The real output is rendered every time there is an update from user. `output$'name'`

is the object being rendered here and displayed in UI. Note the class of the object shoule be consistant in UI and server. For example, we need to use `renderPlot()`

in server and `plotOutput()`

in UI for the same object.

The first plot shows the FG percentage at different location with different defender distance.

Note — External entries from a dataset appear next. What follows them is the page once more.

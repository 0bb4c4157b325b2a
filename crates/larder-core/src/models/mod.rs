//! Data models for the grocery inventory API.
//!
//! - `InventoryItem`, `NewItem`: pantry entries and the form used to create them
//! - `Preferences`, `DietaryFlag`: dietary preference toggles
//! - `ImageAnalysis`: vision API response for a captured photo
//! - `User`, `UserId`: the signed-in account

pub mod inventory;
pub mod preferences;
pub mod recognition;
pub mod user;

pub use inventory::{ExpiryStatus, InventoryItem, NewItem};
pub use preferences::{DietaryFlag, Preferences};
pub use recognition::{DetectedItem, ImageAnalysis, SegmentationResult};
pub use user::{User, UserId};
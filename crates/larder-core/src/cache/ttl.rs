//! Time-based in-memory key/value store.

use std::collections::HashMap;
use std::hash::Hash;
use std::sync::{Mutex, MutexGuard, PoisonError};
use std::time::Duration;

use tokio::time::Instant;

/// A cached value and the moment it was stored.
#[derive(Debug, Clone)]
pub struct CacheEntry<V> {
    pub value: V,
    pub stored_at: Instant,
}

impl<V> CacheEntry<V> {
    pub fn new(value: V) -> Self {
        Self {
            value,
            stored_at: Instant::now(),
        }
    }

    pub fn age(&self) -> Duration {
        self.stored_at.elapsed()
    }

    /// An entry is valid while `now - stored_at < ttl`.
    pub fn is_fresh(&self, ttl: Duration) -> bool {
        self.age() < ttl
    }
}

/// In-memory cache with a single TTL for every entry.
///
/// Reads never extend an entry's life. Stale entries are not swept in the
/// background; they are dropped the next time they are read. The lock is
/// only held for the map operation itself, never across an `.await`, so the
/// cache can be shared between screens behind an `Arc`.
#[derive(Debug)]
pub struct TtlCache<K, V> {
    ttl: Duration,
    entries: Mutex<HashMap<K, CacheEntry<V>>>,
}

impl<K, V> TtlCache<K, V>
where
    K: Eq + Hash,
    V: Clone,
{
    pub fn new(ttl: Duration) -> Self {
        Self {
            ttl,
            entries: Mutex::new(HashMap::new()),
        }
    }

    pub fn ttl(&self) -> Duration {
        self.ttl
    }

    /// Fresh value for `key`, or `None` on a miss or an expired entry.
    pub fn get(&self, key: &K) -> Option<V> {
        let mut entries = self.entries();
        match entries.get(key) {
            Some(entry) if entry.is_fresh(self.ttl) => Some(entry.value.clone()),
            Some(_) => {
                entries.remove(key);
                None
            }
            None => None,
        }
    }

    /// Insert or overwrite `key`, stamping it with the current time.
    pub fn set(&self, key: K, value: V) {
        self.entries().insert(key, CacheEntry::new(value));
    }

    /// Remove `key`. Keys that were never inserted are ignored.
    pub fn invalidate(&self, key: &K) {
        self.entries().remove(key);
    }

    pub fn invalidate_all(&self) {
        self.entries().clear();
    }

    /// Remove every key matching `predicate`, returning how many were dropped.
    pub fn invalidate_where(&self, mut predicate: impl FnMut(&K) -> bool) -> usize {
        let mut entries = self.entries();
        let before = entries.len();
        entries.retain(|key, _| !predicate(key));
        before - entries.len()
    }

    /// Age of a fresh entry. Expired entries report `None` but are left in
    /// place for the next `get` to drop.
    pub fn age(&self, key: &K) -> Option<Duration> {
        self.entries()
            .get(key)
            .filter(|entry| entry.is_fresh(self.ttl))
            .map(CacheEntry::age)
    }

    /// Number of entries held, including stale ones not yet read.
    pub fn len(&self) -> usize {
        self.entries().len()
    }

    pub fn is_empty(&self) -> bool {
        self.len() == 0
    }

    fn entries(&self) -> MutexGuard<'_, HashMap<K, CacheEntry<V>>> {
        // No operation can panic halfway through a map update, so a poisoned
        // map is still consistent.
        self.entries.lock().unwrap_or_else(PoisonError::into_inner)
    }
}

The semi-transparent bars are for league average and the numbers at the top of the bar is “FG made/FG Attempt”. The update action in this plot happens in `shot.pt <- shot.pt()`

, where `shot.pt()`

returns the `reactive()`

output defined earlier.

`output$FGpt <- renderPlot({ if(is.null(input$player)) {return(NULL) } shot.pt <- shot.pt() shot.plot <- ggplot(shot.pt, aes(x = ShotDist, y = `FG%`, fill = factor(DefDist))) + geom_bar(stat = "identity", position = position_dodge(width = .9), width = 0.6) + ylab('FG%') + xlab('Shot Distance (ft)') + ylim(0, 1) + geom_text(aes(label = paste(totalFGM, '/', totalFGA, sep = '')), position = position_dodge(width = .9), vjust = -0.5, size =3) + scale_x_discrete(limits=unique(shot.pt()$ShotDist))+ theme_bw(base_size = 15) + scale_fill_discrete(name="Defender\nDistance (ft)")+ theme(legend.position = c(0.65, 0.85), legend.background = element_blank(), legend.key = element_blank()) if ( input$season == '2014-2015') {shot.plot <- shot.plot + geom_bar(aes(x = league.1415$ShotDist, y = league.1415$`FG%`, fill = factor(DefDist)), stat = "identity", position = position_dodge(width = .9), width = 0.9, alpha = 0.4, show.legend = FALSE) + title_with_subtitle(paste(input$player, ' FG% '), paste('Season', input$season))} else if ( input$season == '2015-2016') {shot.plot <- shot.plot + geom_bar(aes(x = league.1516$ShotDist, y = league.1516$`FG%`, fill = factor(DefDist)), stat = "identity", position = position_dodge(width = .9), width = 0.9, alpha = 0.4, show.legend = FALSE) + title_with_subtitle(paste(input$player, ' FG% '), paste('Season', input$season, ', as of 01/03/2016')) } shot.plot})`

In the second tab, we return two pie charts. `shotSel.dist`

and `shotSel.def`

are two dataframes consist of FGA stats. It is useful to see the percentage of different shot selections of a player and compare it with league average.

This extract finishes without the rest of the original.